As further shown in FIG. 1, first component outflow pipe 38 and second component outflow pipe 46 meet a junction 52 and the flow of both components are directed into component mixing pipe 18. First and second components are pressurized such that when they combine and flow through mixing conduit 18 they are mixed as a result of turbulent flow within the conduit so that the foam will cure as intended. Alternatively, there may be inserts within mixing pipe 18 that increase the turbulence in the pipe and/or disrupts the flow such that the proper mixing takes place.

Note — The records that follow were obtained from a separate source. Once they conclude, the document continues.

//! The list pipeline: ranges, bounds, filters, projections and cursors.

use channeldb::{Channels, ListQuery};
use serde_json::{Map, Value, json};

use crate::helpers::*;

fn projection(value: Value) -> Map<String, Value> {
    serde_json::from_value(value).unwrap()
}

/// Follows cursors until the listing is exhausted, returning every page.
async fn all_pages(channels: &Channels, path: &str, query: ListQuery) -> Vec<Vec<String>> {
    let mut pages = Vec::new();
    let mut query = query;
    loop {
        let page = channels.list(path, &query).await.unwrap();
        pages.push(page.paths().into_iter().map(str::to_string).collect());
        match page.cursor {
            Some(cursor) => query = cursor.into(),
            None => return pages,
        }
    }
}

async fn tree() -> Channels {
    let channels = test_channels();
    seed(
        &channels,
        &[
            ("/t/a", json!({ "n": 1 })),
            ("/t/b/x", json!({ "n": 2 })),
            ("/t/b/y", json!({ "n": 3 })),
            ("/t/c", json!({ "n": 4 })),
            ("/t-sibling", json!({ "n": 5 })),
        ],
    )
    .await;
    channels
}

#[tokio::test]
async fn shallow_lists_direct_children_only() {
    let channels = tree().await;
    let listing = channels.list("/t", &ListQuery::new()).await.unwrap();
    assert_eq!(listing.paths(), ["/t/a", "/t/b", "/t/c"]);
}

#[tokio::test]
async fn deep_lists_the_subtree() {
    let channels = tree().await;
    let listing = channels.list("/t", &ListQuery::new().deep()).await.unwrap();
    assert_eq!(
        listing.paths(),
        ["/t/a", "/t/b", "/t/c", "/t/b/x", "/t/b/y"]
    );
}

#[tokio::test]
async fn forward_pages_cover_everything_once() {
    let channels = tree().await;
    let pages = all_pages(&channels, "/t", ListQuery::new().deep().limit(2)).await;
    assert_eq!(
        pages,
        [
            vec!["/t/a", "/t/b"],
            vec!["/t/c", "/t/b/x"],
            vec!["/t/b/y"],
        ]
    );
}

#[tokio::test]
async fn reverse_pages_cover_everything_once() {
    let channels = tree().await;
    let pages = all_pages(&channels, "/t", ListQuery::new().deep().reverse().limit(2)).await;
    assert_eq!(
        pages,
        [
            vec!["/t/b/y", "/t/b/x"],
            vec!["/t/c", "/t/b"],
            vec!["/t/a"],
        ]
    );
}

#[tokio::test]
async fn exact_multiple_ends_with_an_empty_page() {
    let channels = test_channels();
    seed(&channels, &[("/p/1", json!(1)), ("/p/2", json!(2))]).await;

    let pages = all_pages(&channels, "/p", ListQuery::new().limit(2)).await;
    assert_eq!(pages, [vec!["/p/1", "/p/2"], vec![]]);
}

#[tokio::test]
async fn cursor_echoes_the_query() {
    let channels = tree().await;
    let query = ListQuery::new()
        .values()
        .limit(1)
        .lt("c")
        .filter(json!({}))
        .projection(projection(json!({ "path": true })));

    let page = channels.list("/t", &query).await.unwrap();
    let cursor = page.cursor.unwrap();
    let next = cursor.query();
    assert_eq!(next.gt.as_deref(), Some("a"));
    assert_eq!(next.lt.as_deref(), Some("c"));
    assert!(next.values);
    assert_eq!(next.limit, Some(1));
    assert_eq!(next.filter, query.filter);
    assert_eq!(next.projection, query.projection);
}

#[tokio::test]
async fn text_filter_matches_all_terms() {
    let channels = test_channels();
    seed(
        &channels,
        &[
            ("/notes/1", json!("Buy milk and bread")),
            ("/notes/2", json!("bread recipes")),
            ("/notes/3", json!("call mom")),
        ],
    )
    .await;

    let listing = channels
        .list("/notes", &ListQuery::new().values().filter(json!("BREAD buy")))
        .await
        .unwrap();
    assert_eq!(listing.paths(), ["/notes/1"]);
}

#[tokio::test]
async fn structural_filter_checks_types() {
    let channels = test_channels();
    seed(
        &channels,
        &[
            ("/u/a", json!({ "age": 30, "tags": ["admin"] })),
            ("/u/b", json!({ "age": "30" })),
            ("/u/c", json!({ "name": "c" })),
        ],
    )
    .await;

    let listing = channels
        .list("/u", &ListQuery::new().values().filter(json!({ "age": 30 })))
        .await
        .unwrap();
    assert_eq!(listing.paths(), ["/u/a"]);

    let everyone = channels
        .list("/u", &ListQuery::new().values().filter(json!({})))
        .await
        .unwrap();
    assert_eq!(everyone.paths(), ["/u/a", "/u/b", "/u/c"]);
}

#[tokio::test]
async fn projection_restricts_entries() {
    let channels = test_channels();
    seed(
        &channels,
        &[(
            "/u/alice",
            json!({ "age": 30, "address": { "city": "Oslo", "zip": "0150" } }),
        )],
    )
    .await;

    let listing = channels
        .list(
            "/u",
            &ListQuery::new().values().projection(projection(json!({
                "key": 1,
                "data": { "address": { "city": true } }
            }))),
        )
        .await
        .unwrap();

    let json = serde_json::to_value(&listing.data[0]).unwrap();
    assert_eq!(
        json,
        json!({ "key": "alice", "data": { "address": { "city": "Oslo" } } })
    );
    assert!(listing.paths().is_empty());
}

#[tokio::test]
async fn listing_a_leaf_is_empty() {
    let channels = tree().await;
    let listing = channels
        .list("/t/a", &ListQuery::new().deep().limit(5))
        .await
        .unwrap();
    assert!(listing.data.is_empty());
    assert!(listing.cursor.is_none());
}
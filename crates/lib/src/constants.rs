//! Constants used throughout the channeldb library.
//!
//! These define the path syntax and the physical storage-key encoding.

/// Separator between path segments.
pub const SEPARATOR: char = '/';

/// The root path. The root record always exists implicitly.
pub const ROOT: &str = "/";

/// Reserved delimiter framing the channel inside a storage key.
///
/// Storage keys have the form `!<channel>!<key>`. The delimiter may never
/// appear in a user-supplied path.
pub const DELIMITER: char = '!';

/// Maximal sentinel used as +infinity for open-ended upper scan bounds.
///
/// `char::MAX` encodes to the greatest leading UTF-8 byte, so any bound of
/// the form `prefix + SENTINEL` sorts after every valid key sharing `prefix`.
/// Like the delimiter, it is rejected in user paths.
pub const SENTINEL: char = char::MAX;
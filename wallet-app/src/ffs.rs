//! Flat file storage.
//!
//! Everything the app persists goes through the [`Ffs`] trait: a flat
//! directory of named files, no subdirectories. The disk implementation
//! stages writes in a hidden subdirectory and renames into place, so readers
//! never observe a half-written file. Tests run against [`MemFs`].

use std::{
    fs,
    io::{self, Read},
    path::{Path, PathBuf},
};

use rand::{distributions::Alphanumeric, Rng};

pub trait Ffs {
    /// NOTE: a missing file surfaces as [`io::ErrorKind::NotFound`].
    fn read(&self, filename: &str) -> io::Result<Vec<u8>> {
        let mut buf = Vec::new();
        self.read_into(filename, &mut buf)?;
        Ok(buf)
    }

    fn read_into(&self, filename: &str, buf: &mut Vec<u8>) -> io::Result<()>;

    fn read_dir(&self) -> io::Result<Vec<String>> {
        let mut filenames = Vec::new();
        self.read_dir_visitor(|filename| {
            filenames.push(filename.to_owned());
            Ok(())
        })?;
        Ok(filenames)
    }

    fn read_dir_visitor(
        &self,
        visitor: impl FnMut(&str) -> io::Result<()>,
    ) -> io::Result<()>;

    fn write(&self, filename: &str, data: &[u8]) -> io::Result<()>;

    fn delete(&self, filename: &str) -> io::Result<()>;

    fn delete_all(&self) -> io::Result<()>;
}

impl<T: Ffs> Ffs for &T {
    fn read_into(&self, filename: &str, buf: &mut Vec<u8>) -> io::Result<()> {
        (**self).read_into(filename, buf)
    }

    fn read_dir_visitor(
        &self,
        visitor: impl FnMut(&str) -> io::Result<()>,
    ) -> io::Result<()> {
        (**self).read_dir_visitor(visitor)
    }

    fn write(&self, filename: &str, data: &[u8]) -> io::Result<()> {
        (**self).write(filename, data)
    }

    fn delete(&self, filename: &str) -> io::Result<()> {
        (**self).delete(filename)
    }

    fn delete_all(&self) -> io::Result<()> {
        (**self).delete_all()
    }
}

impl<T: Ffs> Ffs for std::sync::Arc<T> {
    fn read_into(&self, filename: &str, buf: &mut Vec<u8>) -> io::Result<()> {
        (**self).read_into(filename, buf)
    }

    fn read_dir_visitor(
        &self,
        visitor: impl FnMut(&str) -> io::Result<()>,
    ) -> io::Result<()> {
        (**self).read_dir_visitor(visitor)
    }

    fn write(&self, filename: &str, data: &[u8]) -> io::Result<()> {
        (**self).write(filename, data)
    }

    fn delete(&self, filename: &str) -> io::Result<()> {
        (**self).delete(filename)
    }

    fn delete_all(&self) -> io::Result<()> {
        (**self).delete_all()
    }
}

/// Disk-backed [`Ffs`] with atomic-replace writes.
#[derive(Clone, Debug)]
pub struct FlatFileFs {
    base_dir: PathBuf,
    /// `{base_dir}/.stage`: fully written files are renamed from here into
    /// `base_dir`. Staying on the same filesystem keeps the rename atomic.
    stage_dir: PathBuf,
}

impl FlatFileFs {
    /// Open (creating if needed) a flat file store at `base_dir`. Leftover
    /// staged files from a previous crash are discarded.
    pub fn create_dir_all(base_dir: PathBuf) -> anyhow::Result<Self> {
        fs::create_dir_all(&base_dir)?;

        let stage_dir = base_dir.join(".stage");
        remove_dir_all_idempotent(&stage_dir)?;
        fs::create_dir(&stage_dir)?;

        Ok(Self {
            base_dir,
            stage_dir,
        })
    }

    pub fn base_dir(&self) -> &Path {
        &self.base_dir
    }
}

impl Ffs for FlatFileFs {
    fn read_into(&self, filename: &str, buf: &mut Vec<u8>) -> io::Result<()> {
        let mut file = fs::File::open(self.base_dir.join(filename))?;
        file.read_to_end(buf)?;
        Ok(())
    }

    fn read_dir_visitor(
        &self,
        mut visitor: impl FnMut(&str) -> io::Result<()>,
    ) -> io::Result<()> {
        for entry in self.base_dir.read_dir()? {
            let entry = entry?;
            if entry.file_type()?.is_file() {
                // Skip non-UTF-8 names; we never write them.
                if let Some(filename) = entry.file_name().to_str() {
                    visitor(filename)?;
                }
            }
        }
        Ok(())
    }

    fn write(&self, filename: &str, data: &[u8]) -> io::Result<()> {
        // Stage under a random name so concurrent writers to the same file
        // cannot interleave; the last rename wins whole.
        let stage_name: String = rand::thread_rng()
            .sample_iter(&Alphanumeric)
            .take(16)
            .map(char::from)
            .collect();
        let stage_path = self.stage_dir.join(stage_name);

        fs::write(&stage_path, data)?;
        fs::rename(&stage_path, self.base_dir.join(filename))?;
        Ok(())
    }

    fn delete(&self, filename: &str) -> io::Result<()> {
        fs::remove_file(self.base_dir.join(filename))
    }

    fn delete_all(&self) -> io::Result<()> {
        for entry in self.base_dir.read_dir()? {
            let entry = entry?;
            if entry.file_type()?.is_file() {
                fs::remove_file(entry.path())?;
            }
        }
        Ok(())
    }
}

fn remove_dir_all_idempotent(dir: &Path) -> io::Result<()> {
    match fs::remove_dir_all(dir) {
        Ok(()) => Ok(()),
        Err(err) if err.kind() == io::ErrorKind::NotFound => Ok(()),
        Err(err) => Err(err),
    }
}


#[cfg(test)]
mod test {
    use super::{mem::MemFs, *};

    fn exercise(ffs: &impl Ffs) {
        assert_eq!(ffs.read_dir().unwrap(), Vec::<String>::new());
        assert_eq!(
            ffs.read("missing.json").unwrap_err().kind(),
            io::ErrorKind::NotFound,
        );

        ffs.write("a.json", b"{}").unwrap();
        ffs.write("b.json", b"[1,2]").unwrap();
        assert_eq!(ffs.read("a.json").unwrap(), b"{}");

        // Overwrite replaces the whole content.
        ffs.write("a.json", b"{\"x\":1}").unwrap();
        assert_eq!(ffs.read("a.json").unwrap(), b"{\"x\":1}");

        let mut names = ffs.read_dir().unwrap();
        names.sort();
        assert_eq!(names, vec!["a.json".to_owned(), "b.json".to_owned()]);

        ffs.delete("a.json").unwrap();
        assert_eq!(
            ffs.read("a.json").unwrap_err().kind(),
            io::ErrorKind::NotFound,
        );

        ffs.delete_all().unwrap();
        assert_eq!(ffs.read_dir().unwrap(), Vec::<String>::new());
    }

    #[test]
    fn mem_fs() {
        exercise(&MemFs::new());
    }

    #[test]
    fn disk_fs() {
        let tmp = tempfile::tempdir().unwrap();
        let ffs = FlatFileFs::create_dir_all(tmp.path().to_path_buf()).unwrap();
        exercise(&ffs);
    }

    #[test]
    fn disk_fs_hides_the_stage_dir_from_listings() {
        let tmp = tempfile::tempdir().unwrap();
        let ffs = FlatFileFs::create_dir_all(tmp.path().to_path_buf()).unwrap();
        ffs.write("visible.json", b"1").unwrap();
        assert_eq!(ffs.read_dir().unwrap(), vec!["visible.json".to_owned()]);
    }

    #[test]
    fn reopening_discards_staged_leftovers() {
        let tmp = tempfile::tempdir().unwrap();
        let ffs = FlatFileFs::create_dir_all(tmp.path().to_path_buf()).unwrap();
        std::fs::write(tmp.path().join(".stage").join("partial"), b"junk").unwrap();

        let ffs2 = FlatFileFs::create_dir_all(tmp.path().to_path_buf()).unwrap();
        assert_eq!(ffs2.read_dir().unwrap(), Vec::<String>::new());
        drop(ffs);
    }
}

The mixed combination of first component and second component flows through mixing conduit 18 into one or more distribution conduit 50. Distribution conduit 50 is in fluid communication with mixing conduit 18 and nozzles 20. Distribution conduit 50 allows the mixed components of the foam to flow from mixing conduit 18 therethrough to exit out of the system 10 of the present invention and out of at least one nozzle 20. One embodiment includes plural-component nozzles 20 being about 3 inches in diameter and about 1 inch thick. An embodiment may include nozzle 20 having three (3) tubes connected to it, i.e. for the first foam component, the second foam component and for the gas used to froth the mixture of components created at the nozzles. The frothed mixture of fire retardant foam sprays in a radial direction from multiple holes (not shown) around the circumference of each nozzle 20. So, there may be more than one version of the fire suppression system 10 to accommodate the way the nozzles 20 need to be placed depending upon the vehicle, space, container, or compartment in which the system of the present invention is used.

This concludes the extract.